'''

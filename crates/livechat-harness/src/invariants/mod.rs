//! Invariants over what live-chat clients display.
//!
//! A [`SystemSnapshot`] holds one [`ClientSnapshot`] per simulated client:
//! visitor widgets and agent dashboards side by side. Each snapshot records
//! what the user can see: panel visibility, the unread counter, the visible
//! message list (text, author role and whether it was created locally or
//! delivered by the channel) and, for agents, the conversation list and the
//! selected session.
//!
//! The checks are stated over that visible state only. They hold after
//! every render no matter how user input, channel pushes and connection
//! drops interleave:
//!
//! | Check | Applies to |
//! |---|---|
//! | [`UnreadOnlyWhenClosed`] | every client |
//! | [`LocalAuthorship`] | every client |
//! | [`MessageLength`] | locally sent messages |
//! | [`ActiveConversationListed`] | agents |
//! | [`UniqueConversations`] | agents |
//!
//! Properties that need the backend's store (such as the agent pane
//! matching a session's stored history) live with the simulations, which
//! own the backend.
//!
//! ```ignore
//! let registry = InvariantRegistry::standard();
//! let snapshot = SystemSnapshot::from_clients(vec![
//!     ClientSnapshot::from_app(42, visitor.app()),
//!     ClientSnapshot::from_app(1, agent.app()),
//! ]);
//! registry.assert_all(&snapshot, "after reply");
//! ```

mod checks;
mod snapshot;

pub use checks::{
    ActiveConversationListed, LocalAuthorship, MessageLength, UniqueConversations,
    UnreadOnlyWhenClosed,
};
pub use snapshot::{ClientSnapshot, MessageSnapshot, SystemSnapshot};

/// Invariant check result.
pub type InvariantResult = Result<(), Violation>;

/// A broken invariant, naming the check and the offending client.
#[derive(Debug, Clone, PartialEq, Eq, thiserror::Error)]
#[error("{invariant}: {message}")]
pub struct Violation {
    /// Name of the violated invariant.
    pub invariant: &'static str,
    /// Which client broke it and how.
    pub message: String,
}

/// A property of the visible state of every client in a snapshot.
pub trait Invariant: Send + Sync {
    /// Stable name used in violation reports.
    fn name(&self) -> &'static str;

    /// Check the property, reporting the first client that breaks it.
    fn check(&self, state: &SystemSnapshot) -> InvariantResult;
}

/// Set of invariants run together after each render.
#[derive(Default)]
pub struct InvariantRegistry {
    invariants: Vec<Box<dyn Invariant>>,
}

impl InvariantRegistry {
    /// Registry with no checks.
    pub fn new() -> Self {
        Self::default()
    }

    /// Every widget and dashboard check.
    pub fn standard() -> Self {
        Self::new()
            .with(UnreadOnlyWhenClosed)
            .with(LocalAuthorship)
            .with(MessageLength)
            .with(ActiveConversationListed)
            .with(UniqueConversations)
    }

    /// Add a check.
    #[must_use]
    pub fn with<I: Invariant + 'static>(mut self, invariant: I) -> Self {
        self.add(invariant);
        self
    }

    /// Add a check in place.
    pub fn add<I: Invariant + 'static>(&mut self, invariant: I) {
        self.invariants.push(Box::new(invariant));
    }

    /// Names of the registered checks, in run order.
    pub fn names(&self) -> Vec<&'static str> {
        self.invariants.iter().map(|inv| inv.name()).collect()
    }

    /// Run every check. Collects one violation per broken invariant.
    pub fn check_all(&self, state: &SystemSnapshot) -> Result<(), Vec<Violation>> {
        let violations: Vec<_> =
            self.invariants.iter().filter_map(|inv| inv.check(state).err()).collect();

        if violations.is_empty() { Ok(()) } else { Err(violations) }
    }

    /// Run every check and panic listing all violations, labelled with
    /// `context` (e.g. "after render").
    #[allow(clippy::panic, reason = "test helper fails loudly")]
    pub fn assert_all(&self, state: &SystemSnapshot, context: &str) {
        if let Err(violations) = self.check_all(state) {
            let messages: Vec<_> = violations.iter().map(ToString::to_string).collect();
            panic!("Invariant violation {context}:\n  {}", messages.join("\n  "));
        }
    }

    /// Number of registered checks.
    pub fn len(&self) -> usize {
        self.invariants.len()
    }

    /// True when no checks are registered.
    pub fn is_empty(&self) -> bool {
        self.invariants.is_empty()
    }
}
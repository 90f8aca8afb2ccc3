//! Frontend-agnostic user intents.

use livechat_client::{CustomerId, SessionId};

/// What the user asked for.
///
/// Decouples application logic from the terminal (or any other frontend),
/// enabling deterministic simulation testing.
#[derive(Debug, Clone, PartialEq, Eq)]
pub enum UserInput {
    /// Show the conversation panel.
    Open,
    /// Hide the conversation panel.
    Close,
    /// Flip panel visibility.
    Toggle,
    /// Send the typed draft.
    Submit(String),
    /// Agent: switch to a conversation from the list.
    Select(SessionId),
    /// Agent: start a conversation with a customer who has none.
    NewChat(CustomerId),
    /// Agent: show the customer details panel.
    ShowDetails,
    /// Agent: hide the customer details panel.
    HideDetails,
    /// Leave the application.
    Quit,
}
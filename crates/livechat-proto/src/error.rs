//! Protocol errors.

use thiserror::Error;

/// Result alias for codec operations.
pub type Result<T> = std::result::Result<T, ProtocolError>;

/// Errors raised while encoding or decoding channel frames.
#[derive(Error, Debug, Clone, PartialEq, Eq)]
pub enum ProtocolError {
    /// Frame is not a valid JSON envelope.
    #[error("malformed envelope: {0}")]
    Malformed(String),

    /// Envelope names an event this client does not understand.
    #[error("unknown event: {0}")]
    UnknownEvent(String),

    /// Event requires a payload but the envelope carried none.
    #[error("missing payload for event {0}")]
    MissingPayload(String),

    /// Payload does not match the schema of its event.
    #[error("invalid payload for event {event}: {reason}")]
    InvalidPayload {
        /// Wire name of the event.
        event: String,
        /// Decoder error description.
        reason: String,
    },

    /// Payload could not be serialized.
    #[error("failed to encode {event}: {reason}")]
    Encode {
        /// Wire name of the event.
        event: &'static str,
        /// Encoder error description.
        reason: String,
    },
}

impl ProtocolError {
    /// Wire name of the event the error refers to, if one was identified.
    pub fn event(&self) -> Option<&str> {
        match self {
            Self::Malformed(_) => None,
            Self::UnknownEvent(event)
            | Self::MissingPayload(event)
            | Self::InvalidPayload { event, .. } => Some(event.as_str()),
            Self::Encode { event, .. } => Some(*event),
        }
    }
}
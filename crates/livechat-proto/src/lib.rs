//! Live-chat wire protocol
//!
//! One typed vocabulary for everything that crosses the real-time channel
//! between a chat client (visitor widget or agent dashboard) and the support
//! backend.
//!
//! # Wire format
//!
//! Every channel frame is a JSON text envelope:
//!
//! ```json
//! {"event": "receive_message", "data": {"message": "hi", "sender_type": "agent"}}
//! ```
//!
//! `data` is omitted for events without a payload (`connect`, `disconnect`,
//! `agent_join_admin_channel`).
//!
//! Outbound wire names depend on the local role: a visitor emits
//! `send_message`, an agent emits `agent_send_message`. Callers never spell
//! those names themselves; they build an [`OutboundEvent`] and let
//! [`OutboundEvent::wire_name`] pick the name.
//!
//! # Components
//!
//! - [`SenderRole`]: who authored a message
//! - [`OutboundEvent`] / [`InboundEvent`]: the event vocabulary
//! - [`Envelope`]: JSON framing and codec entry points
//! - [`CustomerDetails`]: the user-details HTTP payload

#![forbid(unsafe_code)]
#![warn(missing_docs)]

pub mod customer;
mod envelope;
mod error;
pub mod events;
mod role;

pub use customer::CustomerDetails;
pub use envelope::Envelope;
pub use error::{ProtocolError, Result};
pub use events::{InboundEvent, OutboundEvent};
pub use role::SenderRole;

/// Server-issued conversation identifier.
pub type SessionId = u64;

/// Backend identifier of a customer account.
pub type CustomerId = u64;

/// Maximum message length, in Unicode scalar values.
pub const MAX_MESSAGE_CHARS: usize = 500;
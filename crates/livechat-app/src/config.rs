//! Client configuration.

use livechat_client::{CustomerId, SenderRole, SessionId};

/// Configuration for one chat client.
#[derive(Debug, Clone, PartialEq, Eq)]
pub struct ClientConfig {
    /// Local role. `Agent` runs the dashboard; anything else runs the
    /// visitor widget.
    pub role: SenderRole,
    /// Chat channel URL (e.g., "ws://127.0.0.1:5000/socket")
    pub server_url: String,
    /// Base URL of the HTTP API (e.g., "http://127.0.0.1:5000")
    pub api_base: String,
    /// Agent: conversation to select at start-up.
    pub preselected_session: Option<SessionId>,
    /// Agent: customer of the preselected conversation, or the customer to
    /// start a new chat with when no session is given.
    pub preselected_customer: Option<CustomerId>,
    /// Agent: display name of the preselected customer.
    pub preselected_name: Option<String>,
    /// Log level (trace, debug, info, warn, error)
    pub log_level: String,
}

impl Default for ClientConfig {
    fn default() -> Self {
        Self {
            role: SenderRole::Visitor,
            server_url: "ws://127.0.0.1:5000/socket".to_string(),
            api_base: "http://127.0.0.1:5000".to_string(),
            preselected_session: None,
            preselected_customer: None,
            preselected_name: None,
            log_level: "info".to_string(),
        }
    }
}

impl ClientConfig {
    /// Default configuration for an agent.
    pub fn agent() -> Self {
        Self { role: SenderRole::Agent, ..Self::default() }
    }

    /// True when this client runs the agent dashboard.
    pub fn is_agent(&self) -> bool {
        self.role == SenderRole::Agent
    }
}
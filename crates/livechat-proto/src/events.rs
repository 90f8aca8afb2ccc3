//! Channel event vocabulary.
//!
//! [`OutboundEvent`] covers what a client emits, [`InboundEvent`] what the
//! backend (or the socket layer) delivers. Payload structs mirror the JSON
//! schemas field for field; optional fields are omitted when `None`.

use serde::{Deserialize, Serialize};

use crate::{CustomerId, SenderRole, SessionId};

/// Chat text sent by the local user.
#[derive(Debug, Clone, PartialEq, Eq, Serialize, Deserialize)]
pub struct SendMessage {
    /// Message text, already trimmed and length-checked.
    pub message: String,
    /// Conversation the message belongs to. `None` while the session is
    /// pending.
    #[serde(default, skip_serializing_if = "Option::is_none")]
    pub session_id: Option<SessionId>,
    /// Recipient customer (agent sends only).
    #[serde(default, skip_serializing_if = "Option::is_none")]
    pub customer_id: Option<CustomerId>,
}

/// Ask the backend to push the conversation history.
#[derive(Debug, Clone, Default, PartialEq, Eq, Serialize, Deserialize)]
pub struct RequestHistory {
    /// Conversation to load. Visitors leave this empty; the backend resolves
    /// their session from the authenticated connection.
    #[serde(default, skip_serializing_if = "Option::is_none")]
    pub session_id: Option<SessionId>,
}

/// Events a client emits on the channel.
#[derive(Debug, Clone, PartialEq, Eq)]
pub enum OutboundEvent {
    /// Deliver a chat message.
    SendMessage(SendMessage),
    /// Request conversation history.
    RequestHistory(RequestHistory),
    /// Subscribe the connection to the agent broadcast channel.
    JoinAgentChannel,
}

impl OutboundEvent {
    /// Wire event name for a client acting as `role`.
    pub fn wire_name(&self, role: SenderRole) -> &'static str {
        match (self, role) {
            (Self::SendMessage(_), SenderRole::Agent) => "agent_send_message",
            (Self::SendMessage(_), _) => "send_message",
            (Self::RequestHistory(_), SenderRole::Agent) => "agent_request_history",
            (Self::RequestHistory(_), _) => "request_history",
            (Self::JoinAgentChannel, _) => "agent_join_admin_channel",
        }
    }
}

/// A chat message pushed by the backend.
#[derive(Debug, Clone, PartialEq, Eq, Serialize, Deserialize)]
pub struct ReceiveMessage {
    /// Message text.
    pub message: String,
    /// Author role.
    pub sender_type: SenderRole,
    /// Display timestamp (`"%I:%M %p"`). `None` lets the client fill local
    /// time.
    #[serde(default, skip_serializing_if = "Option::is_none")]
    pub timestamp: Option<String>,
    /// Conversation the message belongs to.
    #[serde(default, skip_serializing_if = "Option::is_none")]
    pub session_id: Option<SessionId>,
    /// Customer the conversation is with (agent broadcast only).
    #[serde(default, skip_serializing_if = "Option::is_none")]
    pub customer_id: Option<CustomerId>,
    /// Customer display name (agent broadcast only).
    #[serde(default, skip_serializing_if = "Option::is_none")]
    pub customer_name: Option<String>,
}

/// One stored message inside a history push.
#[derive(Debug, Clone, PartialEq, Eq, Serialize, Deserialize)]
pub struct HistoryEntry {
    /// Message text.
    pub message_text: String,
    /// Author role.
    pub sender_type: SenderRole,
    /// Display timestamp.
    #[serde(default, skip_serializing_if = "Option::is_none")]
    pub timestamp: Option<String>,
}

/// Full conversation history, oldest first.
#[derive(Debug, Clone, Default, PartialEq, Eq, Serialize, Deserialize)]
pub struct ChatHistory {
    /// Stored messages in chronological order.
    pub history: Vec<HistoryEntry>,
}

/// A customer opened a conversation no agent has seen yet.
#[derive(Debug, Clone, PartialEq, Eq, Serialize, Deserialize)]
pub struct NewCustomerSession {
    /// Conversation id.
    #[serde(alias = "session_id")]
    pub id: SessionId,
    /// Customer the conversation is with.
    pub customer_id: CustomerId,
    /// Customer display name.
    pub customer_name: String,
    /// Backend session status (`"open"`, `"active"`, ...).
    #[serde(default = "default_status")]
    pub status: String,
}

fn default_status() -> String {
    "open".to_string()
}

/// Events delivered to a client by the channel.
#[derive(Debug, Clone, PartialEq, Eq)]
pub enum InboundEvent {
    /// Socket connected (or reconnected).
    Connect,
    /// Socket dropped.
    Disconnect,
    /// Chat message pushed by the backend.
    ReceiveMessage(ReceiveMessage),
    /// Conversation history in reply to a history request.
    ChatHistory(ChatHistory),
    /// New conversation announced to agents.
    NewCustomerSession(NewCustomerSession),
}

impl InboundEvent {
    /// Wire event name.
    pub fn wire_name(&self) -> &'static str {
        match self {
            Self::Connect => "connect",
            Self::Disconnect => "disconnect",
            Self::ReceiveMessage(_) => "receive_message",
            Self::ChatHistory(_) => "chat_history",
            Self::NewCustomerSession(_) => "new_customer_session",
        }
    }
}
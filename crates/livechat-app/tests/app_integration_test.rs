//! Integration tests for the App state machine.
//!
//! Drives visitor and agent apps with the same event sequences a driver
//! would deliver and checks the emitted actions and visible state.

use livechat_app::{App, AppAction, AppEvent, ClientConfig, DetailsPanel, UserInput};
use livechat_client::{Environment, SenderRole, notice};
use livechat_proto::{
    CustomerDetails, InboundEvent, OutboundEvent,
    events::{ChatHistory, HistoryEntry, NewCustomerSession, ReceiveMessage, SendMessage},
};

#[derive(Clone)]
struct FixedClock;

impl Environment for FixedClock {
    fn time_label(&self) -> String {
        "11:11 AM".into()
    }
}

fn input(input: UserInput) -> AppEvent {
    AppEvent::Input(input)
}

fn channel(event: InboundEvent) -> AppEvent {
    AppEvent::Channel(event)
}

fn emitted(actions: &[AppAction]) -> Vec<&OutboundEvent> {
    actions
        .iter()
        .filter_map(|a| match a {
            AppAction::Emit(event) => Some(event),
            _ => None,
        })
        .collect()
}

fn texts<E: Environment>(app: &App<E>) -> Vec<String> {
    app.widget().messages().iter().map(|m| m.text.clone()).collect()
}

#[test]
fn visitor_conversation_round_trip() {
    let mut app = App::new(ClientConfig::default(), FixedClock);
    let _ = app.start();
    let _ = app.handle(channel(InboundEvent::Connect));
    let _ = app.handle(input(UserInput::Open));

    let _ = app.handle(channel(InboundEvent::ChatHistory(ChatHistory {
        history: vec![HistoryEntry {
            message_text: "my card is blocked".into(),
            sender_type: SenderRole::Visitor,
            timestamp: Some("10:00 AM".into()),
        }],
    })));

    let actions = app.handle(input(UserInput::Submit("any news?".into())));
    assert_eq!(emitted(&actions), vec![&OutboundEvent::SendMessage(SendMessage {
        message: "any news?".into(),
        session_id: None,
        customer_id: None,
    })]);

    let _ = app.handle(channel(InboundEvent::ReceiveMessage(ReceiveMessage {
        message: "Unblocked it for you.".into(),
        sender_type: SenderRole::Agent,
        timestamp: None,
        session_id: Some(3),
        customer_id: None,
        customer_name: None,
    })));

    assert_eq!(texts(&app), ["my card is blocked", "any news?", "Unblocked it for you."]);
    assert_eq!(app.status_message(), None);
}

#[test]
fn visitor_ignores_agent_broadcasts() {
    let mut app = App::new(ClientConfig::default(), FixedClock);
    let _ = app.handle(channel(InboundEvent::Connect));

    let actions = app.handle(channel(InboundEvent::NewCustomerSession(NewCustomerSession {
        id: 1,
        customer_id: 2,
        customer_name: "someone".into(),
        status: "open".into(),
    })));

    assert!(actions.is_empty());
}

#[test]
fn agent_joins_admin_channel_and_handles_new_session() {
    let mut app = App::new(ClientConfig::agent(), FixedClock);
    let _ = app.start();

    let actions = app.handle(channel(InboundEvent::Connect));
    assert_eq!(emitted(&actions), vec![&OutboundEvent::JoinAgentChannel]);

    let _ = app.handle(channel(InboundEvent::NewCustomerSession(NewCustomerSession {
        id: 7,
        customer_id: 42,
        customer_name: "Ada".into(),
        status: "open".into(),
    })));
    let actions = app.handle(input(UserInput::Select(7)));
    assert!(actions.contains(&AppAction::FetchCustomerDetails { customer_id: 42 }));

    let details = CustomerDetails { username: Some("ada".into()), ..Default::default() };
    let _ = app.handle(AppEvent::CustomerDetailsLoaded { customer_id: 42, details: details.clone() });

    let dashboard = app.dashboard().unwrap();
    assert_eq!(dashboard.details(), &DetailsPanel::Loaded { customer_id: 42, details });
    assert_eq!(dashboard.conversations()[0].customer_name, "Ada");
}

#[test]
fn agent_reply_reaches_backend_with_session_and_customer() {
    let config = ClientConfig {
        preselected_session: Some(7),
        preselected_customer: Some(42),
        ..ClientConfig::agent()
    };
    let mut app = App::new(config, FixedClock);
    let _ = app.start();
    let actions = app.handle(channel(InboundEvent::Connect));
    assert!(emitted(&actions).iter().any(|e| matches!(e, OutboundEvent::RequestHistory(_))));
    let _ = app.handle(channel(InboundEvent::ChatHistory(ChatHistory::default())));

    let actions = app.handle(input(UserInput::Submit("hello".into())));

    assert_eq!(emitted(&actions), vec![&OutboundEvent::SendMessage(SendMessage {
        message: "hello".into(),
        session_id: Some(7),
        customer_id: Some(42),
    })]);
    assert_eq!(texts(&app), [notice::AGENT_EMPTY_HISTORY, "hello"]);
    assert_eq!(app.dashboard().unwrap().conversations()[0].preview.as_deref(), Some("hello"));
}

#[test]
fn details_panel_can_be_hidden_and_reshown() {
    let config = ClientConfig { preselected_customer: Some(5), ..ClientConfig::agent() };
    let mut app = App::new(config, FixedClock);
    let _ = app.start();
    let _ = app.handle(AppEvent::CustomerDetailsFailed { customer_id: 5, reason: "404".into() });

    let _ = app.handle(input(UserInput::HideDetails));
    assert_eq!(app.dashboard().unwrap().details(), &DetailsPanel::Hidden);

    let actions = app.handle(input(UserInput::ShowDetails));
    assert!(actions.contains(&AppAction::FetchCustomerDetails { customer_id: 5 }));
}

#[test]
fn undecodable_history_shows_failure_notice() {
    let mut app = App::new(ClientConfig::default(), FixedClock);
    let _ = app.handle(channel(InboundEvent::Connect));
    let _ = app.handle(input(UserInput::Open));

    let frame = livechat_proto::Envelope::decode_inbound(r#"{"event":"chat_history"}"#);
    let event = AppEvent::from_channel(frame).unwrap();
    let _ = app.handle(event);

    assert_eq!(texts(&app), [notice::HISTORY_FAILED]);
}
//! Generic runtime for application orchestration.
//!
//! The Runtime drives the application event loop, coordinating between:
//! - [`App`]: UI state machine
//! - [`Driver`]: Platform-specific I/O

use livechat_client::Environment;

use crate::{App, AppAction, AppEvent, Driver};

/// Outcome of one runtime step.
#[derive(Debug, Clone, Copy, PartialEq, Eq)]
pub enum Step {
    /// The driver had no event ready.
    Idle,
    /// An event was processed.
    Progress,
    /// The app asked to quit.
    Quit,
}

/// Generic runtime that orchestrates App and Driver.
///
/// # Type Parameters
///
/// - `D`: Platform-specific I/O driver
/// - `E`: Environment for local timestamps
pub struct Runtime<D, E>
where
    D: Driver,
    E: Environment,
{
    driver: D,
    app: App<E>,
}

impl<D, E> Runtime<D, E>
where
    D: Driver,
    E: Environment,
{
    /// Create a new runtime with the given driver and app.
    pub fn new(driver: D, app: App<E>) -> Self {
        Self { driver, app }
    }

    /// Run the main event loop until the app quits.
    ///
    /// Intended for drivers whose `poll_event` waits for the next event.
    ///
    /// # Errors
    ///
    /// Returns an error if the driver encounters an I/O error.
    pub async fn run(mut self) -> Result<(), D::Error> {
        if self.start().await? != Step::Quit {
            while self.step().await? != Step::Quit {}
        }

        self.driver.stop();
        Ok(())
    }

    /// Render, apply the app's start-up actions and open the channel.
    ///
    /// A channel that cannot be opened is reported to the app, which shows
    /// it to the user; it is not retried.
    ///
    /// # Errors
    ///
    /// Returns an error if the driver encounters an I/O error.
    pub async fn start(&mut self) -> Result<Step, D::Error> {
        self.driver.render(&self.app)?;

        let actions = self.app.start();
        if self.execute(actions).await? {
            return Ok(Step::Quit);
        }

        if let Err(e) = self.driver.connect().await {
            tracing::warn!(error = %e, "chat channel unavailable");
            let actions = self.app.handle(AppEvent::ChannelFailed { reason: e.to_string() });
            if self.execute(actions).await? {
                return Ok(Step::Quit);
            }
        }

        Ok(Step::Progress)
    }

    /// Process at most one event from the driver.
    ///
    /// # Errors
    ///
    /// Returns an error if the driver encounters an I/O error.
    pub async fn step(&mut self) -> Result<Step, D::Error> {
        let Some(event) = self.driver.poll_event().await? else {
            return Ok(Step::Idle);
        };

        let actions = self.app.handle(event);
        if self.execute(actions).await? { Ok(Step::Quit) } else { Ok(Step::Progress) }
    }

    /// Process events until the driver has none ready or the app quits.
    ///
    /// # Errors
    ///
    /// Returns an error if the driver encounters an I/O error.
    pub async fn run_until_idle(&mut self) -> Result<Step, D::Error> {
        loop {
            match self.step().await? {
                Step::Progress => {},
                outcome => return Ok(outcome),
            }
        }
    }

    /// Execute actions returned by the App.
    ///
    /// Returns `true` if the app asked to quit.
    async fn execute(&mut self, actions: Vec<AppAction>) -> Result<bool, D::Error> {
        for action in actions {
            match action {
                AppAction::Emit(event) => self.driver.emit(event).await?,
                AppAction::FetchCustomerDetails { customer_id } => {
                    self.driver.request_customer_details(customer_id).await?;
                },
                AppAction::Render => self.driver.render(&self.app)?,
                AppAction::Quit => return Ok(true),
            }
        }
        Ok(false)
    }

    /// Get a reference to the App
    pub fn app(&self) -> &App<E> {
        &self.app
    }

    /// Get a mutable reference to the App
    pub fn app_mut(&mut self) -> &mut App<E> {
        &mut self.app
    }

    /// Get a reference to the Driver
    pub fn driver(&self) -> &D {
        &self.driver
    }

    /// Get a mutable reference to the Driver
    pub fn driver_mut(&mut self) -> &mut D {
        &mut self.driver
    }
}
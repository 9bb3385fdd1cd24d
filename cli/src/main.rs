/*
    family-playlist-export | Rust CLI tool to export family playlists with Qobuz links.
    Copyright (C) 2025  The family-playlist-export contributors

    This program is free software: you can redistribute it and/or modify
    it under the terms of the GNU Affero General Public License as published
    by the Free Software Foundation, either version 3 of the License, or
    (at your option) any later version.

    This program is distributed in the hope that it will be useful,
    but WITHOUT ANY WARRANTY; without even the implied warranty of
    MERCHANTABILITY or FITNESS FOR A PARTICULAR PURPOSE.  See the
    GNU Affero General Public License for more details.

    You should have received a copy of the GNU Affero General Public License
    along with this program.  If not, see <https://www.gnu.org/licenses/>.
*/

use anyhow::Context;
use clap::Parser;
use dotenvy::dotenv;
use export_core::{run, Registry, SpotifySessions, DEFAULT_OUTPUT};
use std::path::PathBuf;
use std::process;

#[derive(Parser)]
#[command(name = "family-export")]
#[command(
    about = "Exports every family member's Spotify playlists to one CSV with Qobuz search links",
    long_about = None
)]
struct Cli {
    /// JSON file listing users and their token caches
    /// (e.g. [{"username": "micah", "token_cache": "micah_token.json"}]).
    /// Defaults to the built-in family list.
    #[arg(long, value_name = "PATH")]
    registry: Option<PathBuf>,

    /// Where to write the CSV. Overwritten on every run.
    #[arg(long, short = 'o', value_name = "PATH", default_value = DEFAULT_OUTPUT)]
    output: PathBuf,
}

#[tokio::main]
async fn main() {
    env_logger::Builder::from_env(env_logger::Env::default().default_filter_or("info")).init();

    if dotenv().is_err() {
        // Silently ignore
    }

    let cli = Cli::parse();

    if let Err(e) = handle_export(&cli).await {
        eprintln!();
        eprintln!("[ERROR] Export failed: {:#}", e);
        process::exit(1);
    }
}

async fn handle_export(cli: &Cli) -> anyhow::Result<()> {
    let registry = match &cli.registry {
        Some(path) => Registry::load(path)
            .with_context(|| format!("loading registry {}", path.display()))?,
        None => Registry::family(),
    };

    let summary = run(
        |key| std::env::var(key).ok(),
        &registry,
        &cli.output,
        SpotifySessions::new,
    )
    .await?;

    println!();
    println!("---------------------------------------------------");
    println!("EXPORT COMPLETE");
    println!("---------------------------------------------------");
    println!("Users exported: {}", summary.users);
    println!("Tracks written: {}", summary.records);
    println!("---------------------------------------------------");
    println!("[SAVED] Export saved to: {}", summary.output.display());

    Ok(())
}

'''

ABOUT THIS EXERCISE: From the records above, return each line that includes "JoinAgentChannel".

EXERCISE RESPONSE:
    JoinAgentChannel,
            (Self::JoinAgentChannel, _) => "agent_join_admin_channel",
    assert_eq!(emitted(&actions), vec![&OutboundEvent::JoinAgentChannel]);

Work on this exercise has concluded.